# Mental Wellness is... | Administrative Headshots



## D-B-J (Jan 7, 2015)

The company (essentially a half-way house for helping individuals to get back on their feet and re-integrate into society) that my sister and father and brother in law work for is the same one that hosted my gallery in December.  They were all really impressed with my work, so they asked me to come into their office building today and do a series of shots for their administrative team for the new website they are building.  The idea was to have the saying "Mental wellness is" and then have each member write their answer.  Here's two I edited this afternoon.  




Mental Swellness by f_one_eight, on Flickr




Essential by f_one_eight, on Flickr

My nitpick is really on the second image--her hair gets a bit lost on the background... I guess my rim wasn't quite aimed up high enough for hers.  I think next time the rim needs to be a bit higher and aimed down a few degrees.

Here's the setup itself; a SB600 in a 36" Photek Softlighter at full power, a Westcott Rapid Strip (10x24") with an SB700 at 1/16th power, and a white reflector to soften the shadows.  All shot with a D800, Tamron 70-200 2.8VC @ f5.6, ISO 125, and 1/125.  




 


Thoughts?

Jake


----------



## sm4him (Jan 7, 2015)

I like the lighting and your results. I realize it may well be your dad or b-i-l in that first shot, but it looks like he must have slept in that shirt--possibly for several nights.
I realize you weren't likely able to instruct them on what to wear, but seriously, it would be worth a reshoot just to get that guy in a shirt that's been ironed sometime this decade.  Your results are far too nice to end up looking mediocre because of a seriously wrinkled shirt.

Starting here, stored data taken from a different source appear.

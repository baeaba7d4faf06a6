//! Multi-store persistence tests
//!
//! Each `Store` here stands in for an independent process: nothing is shared
//! between them except the jar file on disk.

use cookiejar_core::io::atomic::TEMP_SUFFIX;
use cookiejar_core::io::document::load_document;
use cookiejar_core::io::{AtomicFile, Document, JarError, PersistOptions, SaveOutcome, Store};
use cookiejar_core::Cookie;
use std::fs;
use std::path::Path;
use std::sync::{Arc, Barrier};
use std::time::Duration;
use tempfile::TempDir;

fn staging_files(dir: &Path) -> usize {
    fs::read_dir(dir)
        .unwrap()
        .filter(|e| e.as_ref().unwrap().file_name().to_string_lossy().ends_with(TEMP_SUFFIX))
        .count()
}

fn stamp_after(path: &Path, pending: &AtomicFile) {
    let file = fs::File::options().write(true).open(path).unwrap();
    file.set_modified(pending.created_at() + Duration::from_micros(1))
        .unwrap();
}

#[test]
fn test_cookie_jar_survives_reload() {
    let temp_dir = TempDir::new().unwrap();
    let path = temp_dir.path().join("cookies.json");

    let jar: Store<Cookie> = Store::open(&path, PersistOptions::default()).unwrap();
    let mut cookie = Cookie::new("example.com", "sid", "abc123");
    cookie.secure = true;
    cookie
        .unknown_fields
        .insert("Partitioned".to_string(), serde_json::json!(true));
    jar.insert("example.com", "sid", cookie.clone());
    jar.insert("other.org", "pref", Cookie::new("other.org", "pref", "dark"));
    assert_eq!(jar.save().unwrap(), SaveOutcome::Clean);

    let reopened: Store<Cookie> = Store::open(&path, PersistOptions::default()).unwrap();
    assert_eq!(reopened.get("example.com", "sid"), Some(cookie));
    assert_eq!(reopened.snapshot(), jar.snapshot());
}

#[test]
fn test_losing_writer_merges_winner() {
    let temp_dir = TempDir::new().unwrap();
    let path = temp_dir.path().join("cookies.json");

    let a: Store<String> = Store::open(&path, PersistOptions::default()).unwrap();
    let b: Store<String> = Store::open(&path, PersistOptions::default()).unwrap();
    a.insert("dom1", "c1", "v1".to_string());
    a.insert("a-only", "k", "a".to_string());
    b.insert("dom1", "c1", "v2".to_string());
    b.insert("dom2", "c2", "v3".to_string());

    // A stages its write, then B lands first.
    let mut pending = AtomicFile::open(&path).unwrap();
    a.write_to(&mut pending).unwrap();
    b.save().unwrap();
    stamp_after(&path, &pending);

    let err = pending.commit().unwrap_err();
    assert!(err.is_conflict());
    let winner: Document<String> = load_document(&path).unwrap();
    assert_eq!(winner, b.snapshot());

    // What `save` does after a conflict: fold the winner in and go again.
    std::thread::sleep(Duration::from_millis(5));
    a.merge_from(winner);
    assert_eq!(a.save().unwrap(), SaveOutcome::Clean);

    let final_doc: Document<String> = load_document(&path).unwrap();
    assert_eq!(final_doc["dom1"]["c1"], "v2");
    assert_eq!(final_doc["dom2"]["c2"], "v3");
    assert_eq!(final_doc["a-only"]["k"], "a");
    assert_eq!(staging_files(temp_dir.path()), 0);
}

#[test]
fn test_independent_stores_hammering_one_file() {
    let temp_dir = TempDir::new().unwrap();
    let path = Arc::new(temp_dir.path().join("cookies.json"));
    let writers = 4;
    let barrier = Arc::new(Barrier::new(writers));

    let handles: Vec<_> = (0..writers)
        .map(|w| {
            let path = Arc::clone(&path);
            let barrier = Arc::clone(&barrier);
            std::thread::spawn(move || {
                barrier.wait();
                for round in 0..10 {
                    let store: Store<String> =
                        Store::open(path.as_path(), PersistOptions::default()).unwrap();
                    store.insert(&format!("writer{w}"), &format!("r{round}"), "x".to_string());
                    store.save().unwrap();
                }
            })
        })
        .collect();
    for handle in handles {
        handle.join().unwrap();
    }

    // Whatever interleaving happened, the file is whole and decodable.
    let final_doc: Document<String> = load_document(&path).unwrap();
    assert!(!final_doc.is_empty());
    assert_eq!(staging_files(temp_dir.path()), 0);
}

#[test]
fn test_fatal_errors_leave_no_staging_files() {
    let temp_dir = TempDir::new().unwrap();

    let unloaded: Store<String> = Store::new();
    assert!(matches!(unloaded.save(), Err(JarError::NotLoaded)));

    let missing_dir: Store<String> = Store::new();
    missing_dir.set_path(temp_dir.path().join("nope/cookies.json"));
    assert!(matches!(missing_dir.save(), Err(JarError::Io { .. })));

    assert_eq!(staging_files(temp_dir.path()), 0);
}

#[test]
fn test_save_then_interrupted_write_keeps_last_good_copy() {
    let temp_dir = TempDir::new().unwrap();
    let path = temp_dir.path().join("cookies.json");

    let store: Store<String> = Store::open(&path, PersistOptions::default()).unwrap();
    store.insert("a.com", "x", "1".to_string());
    store.save().unwrap();
    let good = fs::read(&path).unwrap();

    // A save that dies after staging but before commit.
    store.insert("a.com", "y", "2".to_string());
    let mut pending = AtomicFile::open(&path).unwrap();
    store.write_to(&mut pending).unwrap();
    drop(pending);

    assert_eq!(fs::read(&path).unwrap(), good);
    assert_eq!(staging_files(temp_dir.path()), 0);
}
//! Shared logging initialization for cookiejar binaries.

use std::sync::OnceLock;

static INIT: OnceLock<()> = OnceLock::new();

fn parse_level(raw: Option<&str>) -> tracing::Level {
    match raw.unwrap_or("info").to_ascii_lowercase().as_str() {
        "trace" => tracing::Level::TRACE,
        "debug" => tracing::Level::DEBUG,
        "warn" => tracing::Level::WARN,
        "error" => tracing::Level::ERROR,
        _ => tracing::Level::INFO,
    }
}

/// Initialize process-level tracing output from `COOKIEJAR_LOG`.
///
/// Safe to call multiple times; only the first call installs the subscriber.
/// Output goes to stderr so it never mixes with command output.
pub fn init() {
    if INIT.get().is_some() {
        return;
    }
    let level = parse_level(std::env::var("COOKIEJAR_LOG").ok().as_deref());
    let _ = tracing_subscriber::fmt()
        .with_max_level(level)
        .with_target(false)
        .with_writer(std::io::stderr)
        .try_init();
    let _ = INIT.set(());
}
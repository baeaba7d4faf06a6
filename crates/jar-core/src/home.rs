//! Home directory resolution
//!
//! # Precedence
//!
//! 1. `COOKIEJAR_HOME` environment variable (if set and non-empty)
//! 2. `dirs::home_dir()` platform default
//!
//! Integration tests set `COOKIEJAR_HOME` to a temp dir so nothing touches
//! the real home directory.

use anyhow::{Context, Result};
use std::path::{Path, PathBuf};

/// Get the home directory for cookiejar files
///
/// # Errors
///
/// Returns an error if `COOKIEJAR_HOME` is unset and the platform home
/// directory cannot be determined.
pub fn get_home_dir() -> Result<PathBuf> {
    if let Ok(home) = std::env::var("COOKIEJAR_HOME") {
        let trimmed = home.trim();
        if !trimmed.is_empty() {
            return Ok(PathBuf::from(trimmed));
        }
    }

    dirs::home_dir().context("Could not determine home directory")
}

/// Jar file used when neither config nor flags name one
pub fn default_jar_path(home_dir: &Path) -> PathBuf {
    home_dir.join(".cookiejar").join("cookies.json")
}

Or maybe I'm just in a horrible mood.

Actually, the second thought is definitely true, but I still stand by the first thought too.


----------



## Braineack (Jan 7, 2015)

might want to warm them up so they look "well".


----------



## D-B-J (Jan 7, 2015)

sm4him said:


> I like the lighting and your results. I realize it may well be your dad or b-i-l in that first shot, but it looks like he must have slept in that shirt--possibly for several nights.
> I realize you weren't likely able to instruct them on what to wear, but seriously, it would be worth a reshoot just to get that guy in a shirt that's been ironed sometime this decade.  Your results are far too nice to end up looking mediocre because of a seriously wrinkled shirt.
> 
> Or maybe I'm just in a horrible mood.
> ...




Yeah, I was in fact unable to recommend what to wear and all that. Thanks for the input!

Jake


----------



## tirediron (Jan 7, 2015)

Other than the wrinkled shirt, nicely done.  Good, clean, solid work.


----------



## D-B-J (Jan 7, 2015)

tirediron said:


> Other than the wrinkled shirt, nicely done.  Good, clean, solid work.



I guess I didn't realize how striking it was.

Thanks for the kind words though. I've come a long way in the past year I think. [emoji106]

Jake


----------



## D-B-J (Jan 7, 2015)

Braineack said:


> might want to warm them up so they look "well".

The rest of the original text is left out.